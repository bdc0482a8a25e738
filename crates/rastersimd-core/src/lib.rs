//! # rastersimd-core
//!
//! Runtime-dispatched SIMD kernels for raster statistics, image difference
//! measures, small neural network primitives and bf16 tensor operations.
//!
//! ## Features
//!
//! - **One entry point per operation**: every kernel picks AVX-512, AVX2,
//!   SSE4.1, NEON or scalar code at run time
//! - **Alignment-aware bodies**: aligned loads and stores when every buffer
//!   allows them, unaligned otherwise, with identical results
//! - **Exact tails**: partial final vectors use masks or scalar remainders,
//!   never reading or writing past a row
//! - **Layered configuration**: cap the SIMD level or tune convolution
//!   strategies from TOML or `RASTERSIMD_*` variables
//!
//! ## Quick Start
//!
//! ```rust
//! use rastersimd_core::statistic::get_statistic;
//! use rastersimd_core::Raster;
//!
//! fn main() -> Result<(), rastersimd_core::Error> {
//!     let pixels = vec![128u8; 64];
//!     let image = Raster::packed(&pixels, 8, 8)?;
//!     let stats = get_statistic(&image);
//!     assert_eq!((stats.min, stats.max, stats.average), (128, 128, 128));
//!     Ok(())
//! }
//! ```

#![warn(missing_docs)]
// Clippy lints configured in workspace Cargo.toml [workspace.lints.clippy]
#![cfg_attr(
    test,
    allow(
        clippy::cast_possible_truncation,
        clippy::cast_precision_loss,
        clippy::cast_sign_loss,
        clippy::cast_lossless,
        clippy::float_cmp,
        clippy::uninlined_format_args,
        clippy::manual_assert
    )
)]

pub mod config;
pub mod difference;
pub mod error;
pub mod interference;
pub mod memory;
pub mod neural;
pub mod simd;
pub mod statistic;
pub mod synet;
#[cfg(test)]
mod testing;
pub mod view;
#[cfg(test)]
mod view_tests;

pub use config::KernelConfig;
pub use error::{Error, Result};
pub use memory::{AlignedBuffer, Element, SIMD_ALIGN};
pub use simd::{simd_level, SimdLevel};
pub use statistic::{Moments, Statistic};
pub use view::{Raster, RasterMut};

::::

▶ Work task: Scan the entries above for the string "difference" and copy each line that contains it.

▶ Final answer:
//! Runtime-dispatched SIMD kernels for raster statistics, image difference
pub mod difference;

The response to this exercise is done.